**Task to carry out:**
Go through the material and copy each line that includes "response".

**Supplied records:**
#[cfg(test)]
mod tests {
    use super::*;

    fn test_state() -> AppState {
        let store = DocumentStore::temporary().unwrap();
        let queue = Arc::new(JobQueue::restore(store.clone()).unwrap());
        let retrieval = Arc::new(LegalRetrievalService::new(
            Arc::new(MockEmbedModel::default()),
            Arc::new(MemoryLegalIndex::new()),
        ));
        AppState {
            store,
            queue,
            retrieval,
            registry: Arc::new(ProviderRegistry::new().register_chat(
                "static",
                ChatProviderConfig::Static {
                    response: "{}".to_string(),
                },
            )),
        }
    }

    #[tokio::test]
    async fn test_ingest_then_search() {
        let state = test_state();
        let response = ingest_source(
            &state,
            IngestSourceRequest {
                source_id: "vo-1060".to_string(),
                instrument: "VO (EU) 2021/1060".to_string(),
                document_type: None,
                funding_period: Some("2021-2027".to_string()),
                jurisdiction: None,
                text: "Artikel 53 Förderfähige Kosten\n(1) Förderfähig sind Kosten für IT-Beratung."
                    .to_string(),
            },
            2,
        )
        .await
        .unwrap();
        assert!(response.0.chunks >= 1);

        let results = legal_search(
            State(state.clone()),
            Query(SearchParams {
                query: "IT-Beratung".to_string(),
                n_results: Some(3),
                funding_period: None,
                hierarchy_levels: None,
                rerank_by_hierarchy: None,
            }),
        )
        .await
        .unwrap();
        assert!(!results.0.is_empty());
        assert_eq!(results.0[0].norm_citation, "Art. 53 VO (EU) 2021/1060");

        // 层级白名单把 level 2 的语料排除在外
        let filtered = legal_search(
            State(state),
            Query(SearchParams {
                query: "IT-Beratung".to_string(),
                n_results: Some(3),
                funding_period: None,
                hierarchy_levels: Some("5,6".to_string()),
                rerank_by_hierarchy: None,
            }),
        )
        .await
        .unwrap();
        assert!(filtered.0.is_empty());
    }

    #[test]
    fn test_hierarchy_levels_param_parsing() {
        assert_eq!(parse_hierarchy_levels("1, 2,4").unwrap(), vec![1, 2, 4]);
        assert!(parse_hierarchy_levels("2,neun").is_err());
        assert!(parse_hierarchy_levels("0").is_err());
        assert!(parse_hierarchy_levels("8").is_err());
    }

    #[tokio::test]
    async fn test_unknown_document_type_rejected() {
        let state = test_state();
        let err = ingest_source(
            &state,
            IngestSourceRequest {
                source_id: "x".to_string(),
                instrument: "X".to_string(),
                document_type: Some("blog_post".to_string()),
                funding_period: None,
                jurisdiction: None,
                text: "Artikel 1 Text".to_string(),
            },
            2,
        )
        .await
        .unwrap_err();
        assert!(matches!(err, LexError::InvalidRequest { .. }));
    }

    #[tokio::test]
    async fn test_analysis_requires_known_provider() {
        let state = test_state();
        let document = create_document(
            State(state.clone()),
            Json(CreateDocumentRequest {
                file_name: "rechnung.pdf".to_string(),
                ruleset_id: None,
                text: Some("Rechnung".to_string()),
                invoice: None,
            }),
        )
        .await
        .unwrap();

        let err = trigger_analysis(
            State(state.clone()),
            Path(document.0.id),
            Json(AnalyzeRequest {
                provider: "nonexistent".to_string(),
                model: None,
            }),
        )
        .await
        .unwrap_err();
        assert!(matches!(err, LexError::InvalidRequest { .. }));

        let queued = trigger_analysis(
            State(state),
            Path(document.0.id),
            Json(AnalyzeRequest {
                provider: "static".to_string(),
                model: None,
            }),
        )
        .await
        .unwrap();
        assert_eq!(queued.0["queued"], true);
    }

    #[tokio::test]
    async fn test_analysis_rejects_contentless_upload() {
        let state = test_state();
        let document = create_document(
            State(state.clone()),
            Json(CreateDocumentRequest {
                file_name: "leer.pdf".to_string(),
                ruleset_id: None,
                text: None,
                invoice: None,
            }),
        )
        .await
        .unwrap();

        let err = trigger_analysis(
            State(state),
            Path(document.0.id),
            Json(AnalyzeRequest {
                provider: "static".to_string(),
                model: None,
            }),
        )
        .await
        .unwrap_err();
        assert!(matches!(err, LexError::Conflict { .. }));
    }

    #[tokio::test]
    async fn test_checker_settings_roundtrip() {
        let state = test_state();
        let defaults = get_checkers(State(state.clone()), Path("default".to_string()))
            .await
            .unwrap();
        assert!(!defaults.0.legal_checker.enabled);

        let mut settings = CheckerSettings::default();
        settings.legal_checker.enabled = true;
        put_checkers(
            State(state.clone()),
            Path("default".to_string()),
            Json(settings),
        )
        .await
        .unwrap();

        let reset = delete_checkers(State(state.clone()), Path("default".to_string()))
            .await
            .unwrap();
        assert!(!reset.0.legal_checker.enabled);
        let current = get_checkers(State(state), Path("default".to_string()))
            .await
            .unwrap();
        assert!(!current.0.legal_checker.enabled);
    }
}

**Finished exercise:**
                    response: "{}".to_string(),
        let response = ingest_source(
        assert!(response.0.chunks >= 1);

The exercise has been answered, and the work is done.